For Wiggins, getting to this point isn’t just about this team, it’s about the players who came before, who helped the program achieve this level of success.
“I’m really proud for all the guys that have been out on this practice field, have been in the weight room, have been in the camps, have played so many games to build the tradition that we have at Callaway,” Wiggins said. “There’s such a great expectation of success when we walk out on the field, regardless of the opponent. I think that we’ve played at a high level for a very long time, and we’ve had a lot of really good players. It’s the work ethic, and the time that has gone into getting to this point as a program. I’m really proud of all the players that came before, and the community that supported us. It’s such a special time for our school.”
Getting to the championship is a big deal, and it’s a goal the Cavaliers have worked hard to achieve.
They aren’t satisfied, though.
There is one more step to take, one more achievement to unlock.
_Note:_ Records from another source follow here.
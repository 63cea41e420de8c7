//! Exact (flat) nearest-neighbor index over embedded documents.
//!
//! Built once per run and read-only afterwards. The index owns its
//! embedding collaborator so queries are guaranteed to use the same model
//! that embedded the stored documents. Search is a sequential scan scoring
//! every entry — exact, and fast enough for the hundreds-to-thousands of
//! rows this pipeline targets.

use crate::document::Document;
use crate::embed::Embedder;
use crate::error::{IndexError, Result};
use crate::metric::{self, Metric};
use crate::vector::Vector;

/// Default neighbor count for ad-hoc queries.
pub const DEFAULT_SEARCH_K: usize = 5;

struct Entry {
    vector: Vector,
    document: Document,
}

/// A scored retrieval hit.
#[derive(Debug, Clone, PartialEq)]
pub struct Scored {
    pub document: Document,
    pub score: f32,
}

pub struct SimilarityIndex {
    metric: Metric,
    dim: usize,
    embedder: Box<dyn Embedder>,
    entries: Vec<Entry>,
}

impl SimilarityIndex {
    /// Build a cosine index, embedding every document with `embedder`.
    pub fn build(embedder: Box<dyn Embedder>, documents: Vec<Document>) -> Result<Self> {
        Self::build_with_metric(embedder, documents, Metric::Cosine)
    }

    pub fn build_with_metric(
        embedder: Box<dyn Embedder>,
        documents: Vec<Document>,
        metric: Metric,
    ) -> Result<Self> {
        if documents.is_empty() {
            return Err(IndexError::EmptyIndex);
        }
        let dim = embedder.dim();
        let entries = documents
            .into_iter()
            .map(|document| {
                let vector = embedder.embed(&document.text);
                if vector.dim() != dim {
                    return Err(IndexError::InvalidDimension {
                        expected: dim,
                        actual: vector.dim(),
                    });
                }
                Ok(Entry { vector, document })
            })
            .collect::<Result<Vec<_>>>()?;

        Ok(Self {
            metric,
            dim,
            embedder,
            entries,
        })
    }

    #[inline]
    #[must_use]
    pub fn len(&self) -> usize {
        self.entries.len()
    }

    #[inline]
    #[must_use]
    pub fn is_empty(&self) -> bool {
        self.entries.is_empty()
    }

    #[inline]
    #[must_use]
    pub fn dim(&self) -> usize {
        self.dim
    }

    #[inline]
    #[must_use]
    pub fn metric(&self) -> Metric {
        self.metric
    }

    /// The k nearest documents to `query`, best first. Ties (and NaN
    /// scores) resolve by insertion order, so results are stable.
    #[must_use]
    pub fn search(&self, query: &str, k: usize) -> Vec<Scored> {
        let query_vector = self.embedder.embed(query);
        let mut hits: Vec<(usize, f32)> = self
            .entries
            .iter()
            .enumerate()
            .map(|(i, entry)| {
                (
                    i,
                    metric::score(self.metric, query_vector.as_slice(), entry.vector.as_slice()),
                )
            })
            .collect();

        hits.sort_by(|a, b| {
            b.1.partial_cmp(&a.1)
                .unwrap_or(std::cmp::Ordering::Equal)
                .then_with(|| a.0.cmp(&b.0))
        });
        hits.truncate(k);

        hits.into_iter()
            .map(|(i, score)| Scored {
                document: self.entries[i].document.clone(),
                score,
            })
            .collect()
    }
}

#[cfg(test)]
mod tests {
    use super::*;
    use crate::embed::HashEmbedder;

    fn sample_docs() -> Vec<Document> {
        vec![
            Document::new(0, "Age: 30, Smoker: yes, Region: southwest"),
            Document::new(1, "Age: 31, Smoker: yes, Region: southwest"),
            Document::new(2, "Age: 62, Smoker: no, Region: northeast"),
        ]
    }

    #[test]
    fn test_self_query_ranks_itself_first() {
        let index = SimilarityIndex::build(Box::new(HashEmbedder::new(128)), sample_docs()).unwrap();
        let hits = index.search("Age: 30, Smoker: yes, Region: southwest", 3);
        assert_eq!(hits.len(), 3);
        assert_eq!(hits[0].document.row, 0);
        assert!(hits[0].score >= hits[1].score);
        assert!(hits[1].score >= hits[2].score);
    }

    #[test]
    fn test_empty_build_rejected() {
        let result = SimilarityIndex::build(Box::new(HashEmbedder::new(16)), Vec::new());
        assert!(matches!(result, Err(IndexError::EmptyIndex)));
    }

    #[test]
    fn test_k_larger_than_index() {
        let index = SimilarityIndex::build(Box::new(HashEmbedder::new(64)), sample_docs()).unwrap();
        assert_eq!(index.search("anything", 10).len(), 3);
    }

    #[test]
    fn test_ties_resolve_by_insertion_order() {
        // Identical texts embed identically, so scores tie exactly.
        let docs = vec![
            Document::new(0, "same sentence"),
            Document::new(1, "same sentence"),
            Document::new(2, "same sentence"),
        ];
        let index = SimilarityIndex::build(Box::new(HashEmbedder::new(32)), docs).unwrap();
        let rows: Vec<u64> = index
            .search("same sentence", 3)
            .iter()
            .map(|s| s.document.row)
            .collect();
        assert_eq!(rows, [0, 1, 2]);
    }

    #[test]
    fn test_l2_metric_agrees_on_nearest() {
        let index = SimilarityIndex::build_with_metric(
            Box::new(HashEmbedder::new(128)),
            sample_docs(),
            Metric::L2,
        )
        .unwrap();
        let hits = index.search("Age: 62, Smoker: no, Region: northeast", 1);
        assert_eq!(hits[0].document.row, 2);
    }
}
The Cavaliers want to win it all, to bring a championship trophy back to Troup County.
Standing in Callaway’s way is a Fitzgerald team that has been rolling.
Fitzgerald (14-0) has not been tested in four playoff games, and it is coming off a 24-0 thumping of Jefferson County in the semifinals.
It’ll be a showdown between two confident teams playing their best, but only one of them will be celebrating when the clock hits zero.
“Fitzgerald is very well-coached,” Wiggins said. “Coach (Tucker Pruitt) and his staff do a phenomenal job. They’ve got a lot of great players, explosive players, on both sides of the ball. Their special teams are really good. So, there’s a reason why they’re 14-0 and the number one team in the state. But our guys are excited about the opportunity to play, and to have the opportunity to be in the state championship game. So, there’ll be many challenges on Tuesday during the game. We have to keep preparing, and when opportunity comes, we have to take advantage of it on the field, and we have to take advantage of the momentum swings, and when it goes against us, we have to be able to handle it. Obviously they have explosive players, so there’ll be those situations that we have to handle. If we’re able to do that, we should be successful.”
Whatever happens, the players will be ready for it.
It’s unlikely they will be confronted with anything they haven’t seen before, either during a game, or during the challenging practices.
“Our coaches, they put us through every situation in practice,” Gilbert said. “When it comes up in a game, we just know how to react and play ball.”
Dixon, echoing Gilbert’s thoughts, said “we’ve seen it all. We don’t lose our focus in those kind of moments. We’ve been here. We know what to do. We know how to handle any situation.”
So it’s time to play ball, to put the shoulder pads on one last time, and try to end a spectacular season in style. One way or another, the final chapter of the story will be written on Tuesday.
“We’re the first team in Callaway’s history to make it, to go to the state championship,” said senior defensive lineman Caden Prather. “The seasons before ended in heartbreaks, and hopefully we can change that story.”